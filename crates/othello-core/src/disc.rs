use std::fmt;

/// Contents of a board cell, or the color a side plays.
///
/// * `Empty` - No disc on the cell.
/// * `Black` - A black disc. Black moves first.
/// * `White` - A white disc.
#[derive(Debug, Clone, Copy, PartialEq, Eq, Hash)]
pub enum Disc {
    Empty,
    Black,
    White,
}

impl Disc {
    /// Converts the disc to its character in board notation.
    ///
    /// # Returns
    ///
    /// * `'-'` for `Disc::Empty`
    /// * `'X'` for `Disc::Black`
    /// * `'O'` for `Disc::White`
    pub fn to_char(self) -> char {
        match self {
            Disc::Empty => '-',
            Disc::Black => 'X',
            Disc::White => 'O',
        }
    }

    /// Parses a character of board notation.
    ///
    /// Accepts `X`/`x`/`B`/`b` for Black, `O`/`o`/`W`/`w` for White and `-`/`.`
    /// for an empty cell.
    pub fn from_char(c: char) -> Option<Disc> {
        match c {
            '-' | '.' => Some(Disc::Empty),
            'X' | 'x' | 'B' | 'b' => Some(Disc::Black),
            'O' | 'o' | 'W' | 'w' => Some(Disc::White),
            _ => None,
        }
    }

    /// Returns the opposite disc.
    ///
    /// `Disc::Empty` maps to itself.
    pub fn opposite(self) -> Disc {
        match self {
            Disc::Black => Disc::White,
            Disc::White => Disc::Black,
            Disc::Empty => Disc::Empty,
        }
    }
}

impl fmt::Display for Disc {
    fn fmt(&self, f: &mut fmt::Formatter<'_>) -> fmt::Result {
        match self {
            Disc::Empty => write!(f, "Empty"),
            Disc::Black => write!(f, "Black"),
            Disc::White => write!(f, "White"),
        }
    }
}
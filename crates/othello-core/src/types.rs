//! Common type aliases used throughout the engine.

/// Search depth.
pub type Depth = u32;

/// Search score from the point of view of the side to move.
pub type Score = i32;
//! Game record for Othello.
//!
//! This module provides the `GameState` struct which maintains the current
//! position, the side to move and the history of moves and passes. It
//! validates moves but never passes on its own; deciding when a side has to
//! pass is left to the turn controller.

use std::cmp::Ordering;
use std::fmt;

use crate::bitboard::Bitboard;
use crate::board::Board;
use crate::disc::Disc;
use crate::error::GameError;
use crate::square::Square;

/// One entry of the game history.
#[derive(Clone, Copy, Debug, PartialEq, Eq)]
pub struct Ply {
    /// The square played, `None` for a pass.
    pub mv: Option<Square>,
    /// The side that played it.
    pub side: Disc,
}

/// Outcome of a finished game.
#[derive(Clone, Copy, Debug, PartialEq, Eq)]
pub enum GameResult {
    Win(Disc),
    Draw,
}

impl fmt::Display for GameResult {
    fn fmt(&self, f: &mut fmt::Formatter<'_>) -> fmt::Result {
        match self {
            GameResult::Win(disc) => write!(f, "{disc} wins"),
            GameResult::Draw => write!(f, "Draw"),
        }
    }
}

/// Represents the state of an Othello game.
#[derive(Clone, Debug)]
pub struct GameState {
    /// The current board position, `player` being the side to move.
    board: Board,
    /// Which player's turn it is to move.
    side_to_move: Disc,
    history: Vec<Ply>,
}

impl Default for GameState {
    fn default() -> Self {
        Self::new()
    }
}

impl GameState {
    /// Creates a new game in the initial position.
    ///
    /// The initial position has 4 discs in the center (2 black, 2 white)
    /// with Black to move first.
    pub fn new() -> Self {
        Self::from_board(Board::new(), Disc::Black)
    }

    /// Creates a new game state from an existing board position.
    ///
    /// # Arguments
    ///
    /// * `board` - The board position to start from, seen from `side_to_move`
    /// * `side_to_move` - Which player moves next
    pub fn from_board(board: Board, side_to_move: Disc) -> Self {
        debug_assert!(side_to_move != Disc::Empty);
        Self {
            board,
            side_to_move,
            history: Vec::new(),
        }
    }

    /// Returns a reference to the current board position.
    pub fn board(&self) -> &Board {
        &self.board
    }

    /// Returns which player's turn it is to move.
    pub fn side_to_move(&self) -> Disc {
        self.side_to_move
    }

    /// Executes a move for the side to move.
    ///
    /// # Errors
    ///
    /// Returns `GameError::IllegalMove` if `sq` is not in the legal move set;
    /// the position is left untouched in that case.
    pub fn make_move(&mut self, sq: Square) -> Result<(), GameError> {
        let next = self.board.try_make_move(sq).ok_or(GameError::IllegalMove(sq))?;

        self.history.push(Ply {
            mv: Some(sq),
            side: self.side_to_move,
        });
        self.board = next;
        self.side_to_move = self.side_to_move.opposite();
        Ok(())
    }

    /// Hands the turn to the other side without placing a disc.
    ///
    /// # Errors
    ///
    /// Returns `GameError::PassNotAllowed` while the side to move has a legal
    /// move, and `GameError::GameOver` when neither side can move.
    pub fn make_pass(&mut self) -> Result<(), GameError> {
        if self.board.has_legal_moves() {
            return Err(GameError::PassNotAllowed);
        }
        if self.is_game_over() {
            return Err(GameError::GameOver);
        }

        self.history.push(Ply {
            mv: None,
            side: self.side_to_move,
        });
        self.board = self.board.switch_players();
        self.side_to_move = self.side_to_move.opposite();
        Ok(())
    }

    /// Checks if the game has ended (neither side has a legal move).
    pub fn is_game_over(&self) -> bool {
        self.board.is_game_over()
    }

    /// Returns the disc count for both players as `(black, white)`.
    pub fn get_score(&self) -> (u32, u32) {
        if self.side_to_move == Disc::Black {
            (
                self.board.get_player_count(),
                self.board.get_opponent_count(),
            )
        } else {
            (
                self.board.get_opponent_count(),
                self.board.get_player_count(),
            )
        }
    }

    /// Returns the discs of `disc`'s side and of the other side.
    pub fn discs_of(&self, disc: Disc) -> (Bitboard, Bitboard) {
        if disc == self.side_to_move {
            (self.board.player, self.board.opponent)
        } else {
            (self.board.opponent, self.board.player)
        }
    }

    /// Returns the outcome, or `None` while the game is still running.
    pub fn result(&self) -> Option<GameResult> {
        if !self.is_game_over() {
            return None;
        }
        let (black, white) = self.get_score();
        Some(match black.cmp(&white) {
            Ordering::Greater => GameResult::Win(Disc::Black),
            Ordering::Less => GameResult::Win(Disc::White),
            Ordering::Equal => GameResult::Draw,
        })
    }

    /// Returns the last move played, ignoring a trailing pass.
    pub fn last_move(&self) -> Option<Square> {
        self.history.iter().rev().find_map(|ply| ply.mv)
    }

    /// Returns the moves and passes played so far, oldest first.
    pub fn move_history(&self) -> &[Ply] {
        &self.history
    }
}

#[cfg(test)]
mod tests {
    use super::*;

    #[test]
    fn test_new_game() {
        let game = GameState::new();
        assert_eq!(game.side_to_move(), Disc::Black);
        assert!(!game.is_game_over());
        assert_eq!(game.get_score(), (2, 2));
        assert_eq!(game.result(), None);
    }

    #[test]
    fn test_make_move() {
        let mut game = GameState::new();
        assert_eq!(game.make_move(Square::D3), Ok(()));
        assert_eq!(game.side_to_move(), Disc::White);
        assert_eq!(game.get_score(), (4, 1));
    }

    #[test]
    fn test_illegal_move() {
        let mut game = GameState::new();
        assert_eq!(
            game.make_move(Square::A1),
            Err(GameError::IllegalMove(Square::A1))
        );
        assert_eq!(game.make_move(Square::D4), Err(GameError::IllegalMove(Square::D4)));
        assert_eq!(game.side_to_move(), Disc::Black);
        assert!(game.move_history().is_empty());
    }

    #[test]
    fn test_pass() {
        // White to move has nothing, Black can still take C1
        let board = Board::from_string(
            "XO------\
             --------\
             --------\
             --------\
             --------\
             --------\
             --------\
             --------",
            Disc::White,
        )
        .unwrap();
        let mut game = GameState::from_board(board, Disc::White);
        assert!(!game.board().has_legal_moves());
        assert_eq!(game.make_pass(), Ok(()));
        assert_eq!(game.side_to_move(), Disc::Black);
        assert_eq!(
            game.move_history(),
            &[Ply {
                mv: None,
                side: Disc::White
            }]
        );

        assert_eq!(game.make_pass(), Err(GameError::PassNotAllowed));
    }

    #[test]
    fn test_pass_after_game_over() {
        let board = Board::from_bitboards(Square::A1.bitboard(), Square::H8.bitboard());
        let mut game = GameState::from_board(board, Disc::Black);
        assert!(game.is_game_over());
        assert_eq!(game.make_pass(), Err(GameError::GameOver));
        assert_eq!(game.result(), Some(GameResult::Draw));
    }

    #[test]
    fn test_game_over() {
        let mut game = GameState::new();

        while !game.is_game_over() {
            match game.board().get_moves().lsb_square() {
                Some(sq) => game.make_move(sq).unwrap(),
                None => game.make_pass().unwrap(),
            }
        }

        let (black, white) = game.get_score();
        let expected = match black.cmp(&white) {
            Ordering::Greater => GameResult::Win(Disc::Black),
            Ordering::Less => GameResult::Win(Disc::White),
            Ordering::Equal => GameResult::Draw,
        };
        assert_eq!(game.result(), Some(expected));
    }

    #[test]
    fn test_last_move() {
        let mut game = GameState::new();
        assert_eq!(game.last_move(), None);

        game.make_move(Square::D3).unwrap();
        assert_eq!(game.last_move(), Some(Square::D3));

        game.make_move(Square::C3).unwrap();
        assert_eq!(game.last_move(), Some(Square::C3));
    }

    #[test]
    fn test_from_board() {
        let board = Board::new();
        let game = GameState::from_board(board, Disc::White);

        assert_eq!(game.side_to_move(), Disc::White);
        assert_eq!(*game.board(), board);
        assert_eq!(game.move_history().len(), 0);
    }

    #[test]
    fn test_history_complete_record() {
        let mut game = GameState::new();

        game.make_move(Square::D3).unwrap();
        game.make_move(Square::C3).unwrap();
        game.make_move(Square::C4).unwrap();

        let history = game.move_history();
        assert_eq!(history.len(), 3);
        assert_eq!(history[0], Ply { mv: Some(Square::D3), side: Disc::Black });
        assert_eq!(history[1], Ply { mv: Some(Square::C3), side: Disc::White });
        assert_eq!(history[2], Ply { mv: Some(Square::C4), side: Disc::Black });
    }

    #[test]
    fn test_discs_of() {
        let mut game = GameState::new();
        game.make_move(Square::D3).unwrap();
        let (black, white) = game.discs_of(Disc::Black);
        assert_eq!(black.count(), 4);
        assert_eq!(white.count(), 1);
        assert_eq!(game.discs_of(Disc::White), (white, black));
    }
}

============================================================

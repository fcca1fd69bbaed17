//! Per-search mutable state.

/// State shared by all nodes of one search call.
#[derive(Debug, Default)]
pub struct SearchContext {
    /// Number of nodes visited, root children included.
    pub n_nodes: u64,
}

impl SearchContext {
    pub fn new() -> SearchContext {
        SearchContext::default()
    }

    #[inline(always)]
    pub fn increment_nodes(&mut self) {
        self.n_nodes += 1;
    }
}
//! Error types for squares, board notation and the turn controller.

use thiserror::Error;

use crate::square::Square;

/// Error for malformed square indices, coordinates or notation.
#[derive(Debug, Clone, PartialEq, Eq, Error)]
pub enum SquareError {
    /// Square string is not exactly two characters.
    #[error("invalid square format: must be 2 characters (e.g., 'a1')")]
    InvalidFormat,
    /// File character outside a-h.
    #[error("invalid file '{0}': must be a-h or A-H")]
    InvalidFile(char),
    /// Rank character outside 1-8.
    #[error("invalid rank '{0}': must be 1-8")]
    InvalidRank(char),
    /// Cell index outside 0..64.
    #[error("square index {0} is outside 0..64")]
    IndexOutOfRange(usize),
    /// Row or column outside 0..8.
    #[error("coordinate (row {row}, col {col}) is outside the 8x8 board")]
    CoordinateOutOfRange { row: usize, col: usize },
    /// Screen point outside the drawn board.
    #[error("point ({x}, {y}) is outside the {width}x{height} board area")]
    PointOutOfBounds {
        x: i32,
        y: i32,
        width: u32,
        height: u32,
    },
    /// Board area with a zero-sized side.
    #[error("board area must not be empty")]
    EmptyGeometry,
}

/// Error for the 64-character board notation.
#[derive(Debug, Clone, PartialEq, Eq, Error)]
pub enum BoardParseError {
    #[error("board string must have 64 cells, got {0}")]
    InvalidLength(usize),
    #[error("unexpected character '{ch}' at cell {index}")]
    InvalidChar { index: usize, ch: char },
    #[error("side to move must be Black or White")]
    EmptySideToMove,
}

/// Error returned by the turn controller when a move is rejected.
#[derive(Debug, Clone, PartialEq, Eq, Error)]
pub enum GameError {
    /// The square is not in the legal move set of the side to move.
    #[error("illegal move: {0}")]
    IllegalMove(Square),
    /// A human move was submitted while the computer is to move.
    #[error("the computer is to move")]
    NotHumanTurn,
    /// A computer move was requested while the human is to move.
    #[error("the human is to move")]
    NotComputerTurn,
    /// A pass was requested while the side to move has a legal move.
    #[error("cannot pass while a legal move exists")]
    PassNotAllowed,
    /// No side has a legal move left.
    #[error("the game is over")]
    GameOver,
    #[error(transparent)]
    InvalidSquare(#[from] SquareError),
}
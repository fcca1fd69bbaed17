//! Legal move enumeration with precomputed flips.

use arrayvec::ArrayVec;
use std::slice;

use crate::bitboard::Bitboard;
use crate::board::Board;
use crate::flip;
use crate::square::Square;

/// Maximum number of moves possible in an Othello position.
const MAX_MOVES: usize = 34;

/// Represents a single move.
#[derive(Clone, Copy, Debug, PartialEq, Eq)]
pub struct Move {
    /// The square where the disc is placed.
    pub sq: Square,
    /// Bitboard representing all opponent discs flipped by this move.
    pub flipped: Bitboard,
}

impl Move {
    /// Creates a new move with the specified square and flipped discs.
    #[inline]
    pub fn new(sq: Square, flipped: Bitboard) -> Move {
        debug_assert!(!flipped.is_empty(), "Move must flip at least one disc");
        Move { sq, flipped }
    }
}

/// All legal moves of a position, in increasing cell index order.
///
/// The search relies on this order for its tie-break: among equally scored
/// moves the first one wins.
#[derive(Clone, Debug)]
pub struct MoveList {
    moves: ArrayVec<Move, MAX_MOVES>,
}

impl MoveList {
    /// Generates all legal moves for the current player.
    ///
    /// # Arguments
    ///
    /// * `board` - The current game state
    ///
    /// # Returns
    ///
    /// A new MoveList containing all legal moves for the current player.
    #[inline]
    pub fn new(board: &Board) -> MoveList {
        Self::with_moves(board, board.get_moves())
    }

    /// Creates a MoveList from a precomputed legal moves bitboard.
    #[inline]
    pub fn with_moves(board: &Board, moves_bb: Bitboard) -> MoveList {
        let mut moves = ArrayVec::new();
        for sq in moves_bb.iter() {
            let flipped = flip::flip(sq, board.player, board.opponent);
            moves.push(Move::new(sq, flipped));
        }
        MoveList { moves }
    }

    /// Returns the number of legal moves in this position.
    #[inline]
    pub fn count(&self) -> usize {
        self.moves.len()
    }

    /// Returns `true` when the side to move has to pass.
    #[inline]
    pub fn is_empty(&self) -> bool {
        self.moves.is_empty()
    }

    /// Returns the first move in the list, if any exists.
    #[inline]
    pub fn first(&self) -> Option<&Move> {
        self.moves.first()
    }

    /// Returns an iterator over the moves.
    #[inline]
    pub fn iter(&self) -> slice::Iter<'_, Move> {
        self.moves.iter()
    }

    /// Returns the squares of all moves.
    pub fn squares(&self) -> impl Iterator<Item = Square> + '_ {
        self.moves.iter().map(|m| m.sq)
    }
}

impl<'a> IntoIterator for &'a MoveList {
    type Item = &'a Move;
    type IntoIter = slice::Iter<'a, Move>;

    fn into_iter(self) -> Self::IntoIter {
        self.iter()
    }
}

============================================================

When you reach the line containing "filename crates/othello-core/src/disc.rs" in the data above, start copying exactly, and stop after the line containing "A white disc.".

Solution -
filename crates/othello-core/src/disc.rs
use std::fmt;

/// Contents of a board cell, or the color a side plays.
///
/// * `Empty` - No disc on the cell.
/// * `Black` - A black disc. Black moves first.
/// * `White` - A white disc.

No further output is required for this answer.